I hesitate to characterize this book as a biography because it is much more—it is a book about (as the secondary title suggests) how the world’s perception of Churchill evolved and developed during his life and long after his death.

Churchill had uncommon moral and physical courage. As a young man he faced death as an intrepid leader of his regiments in both the Boer War and World War I, leading charges on his horse in both conflicts. On the other hand, he was a colossal failure as a military strategist, advocating for the disastrous assault on Gallipoli in World War I, and militating in favor of invading Europe from its (not so) soft underbelly, Italy, in World War II.

And then there was his unabashed racism. He despised blacks, Indians (both American and Asian), and Arabs. Moreover, he thought little of Irish Catholics and opposed any form of “home rule” or independence for Ireland. He didn’t think all that highly of Jews either, but reckoned that they were sufficiently superior to Arabs that they could be given a homeland in Palestine even if it meant displacing all the Arabs then living in the British mandate of Palestine.

But one can't gainsay his one unquestionable shining hour, when in 1940 he rallied Britain to oppose Hitler’s onslaught. His magnificent command of language and oratory united world opinion, if not military support, to galvanize opposition to the Nazis.
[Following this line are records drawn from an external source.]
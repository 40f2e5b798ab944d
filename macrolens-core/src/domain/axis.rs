//! DateAxis: the shared, immutable date column of one snapshot.

use chrono::NaiveDate;
use serde::{Deserialize, Serialize};
use std::fmt;
use std::sync::Arc;

/// Date format used by the upstream bundle.
pub const DATE_FORMAT: &str = "%Y-%m-%d";

/// Content fingerprint of a date axis.
///
/// Two axes with the same dates in the same order share an `AxisId`, so
/// caches keyed by it survive a refresh that re-sends identical dates.
#[derive(Debug, Clone, Copy, PartialEq, Eq, Hash, PartialOrd, Ord, Serialize, Deserialize)]
pub struct AxisId(pub [u8; 32]);

impl AxisId {
    pub fn of(dates: &[NaiveDate]) -> Self {
        let mut hasher = blake3::Hasher::new();
        for date in dates {
            hasher.update(&date.to_string().into_bytes());
            hasher.update(b"\n");
        }
        Self(*hasher.finalize().as_bytes())
    }
}

impl fmt::Display for AxisId {
    fn fmt(&self, f: &mut fmt::Formatter<'_>) -> fmt::Result {
        for byte in &self.0[..8] {
            write!(f, "{byte:02x}")?;
        }
        Ok(())
    }
}

/// Ordered date axis shared by every series of a snapshot.
///
/// Cloning is cheap (the dates live behind an `Arc`). Index `i` refers to the
/// same date in every series built on this axis.
#[derive(Debug, Clone)]
pub struct DateAxis {
    dates: Arc<[NaiveDate]>,
    id: AxisId,
}

impl DateAxis {
    pub fn new(dates: Vec<NaiveDate>) -> Self {
        let id = AxisId::of(&dates);
        Self {
            dates: dates.into(),
            id,
        }
    }

    /// Parse `YYYY-MM-DD` strings.
    ///
    /// Unparseable entries become `NaiveDate::MIN` so positions stay aligned
    /// with the value columns; the min-valid-date floor excludes them later.
    pub fn parse<S: AsRef<str>>(raw: &[S]) -> Self {
        let mut bad = 0usize;
        let dates = raw
            .iter()
            .map(|s| {
                NaiveDate::parse_from_str(s.as_ref().trim(), DATE_FORMAT).unwrap_or_else(|_| {
                    bad += 1;
                    NaiveDate::MIN
                })
            })
            .collect();
        if bad > 0 {
            tracing::debug!(bad, "date axis contains unparseable entries");
        }
        Self::new(dates)
    }

    pub fn id(&self) -> AxisId {
        self.id
    }

    pub fn dates(&self) -> &[NaiveDate] {
        &self.dates
    }

    pub fn len(&self) -> usize {
        self.dates.len()
    }

    pub fn is_empty(&self) -> bool {
        self.dates.is_empty()
    }

    pub fn get(&self, index: usize) -> Option<NaiveDate> {
        self.dates.get(index).copied()
    }

    pub fn last(&self) -> Option<NaiveDate> {
        self.dates.last().copied()
    }

    /// True when dates never decrease.
    pub fn is_sorted(&self) -> bool {
        self.dates.windows(2).all(|w| w[0] <= w[1])
    }
}

impl PartialEq for DateAxis {
    fn eq(&self, other: &Self) -> bool {
        self.id == other.id
    }
}

impl Eq for DateAxis {}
His performance during the rest of the war was much less impressive. He naively thought he could manage Stalin, but his strategy of avoiding an invasion of Europe in 1942 and 1943 effectively ceded Eastern Europe to the Soviets at the end of the war. He said he did not wish to oversee the dissolution of the British Empire, but that is pretty much what he did. He was soundly defeated in the elections of 1945, and did not get to represent Britain in the final negotiations ending the war.

His policy toward India during the war (he pretty much ignored a terrible famine) and thereafter was undoubtedly reprehensible — it was certainly influenced, if not caused by, his racism.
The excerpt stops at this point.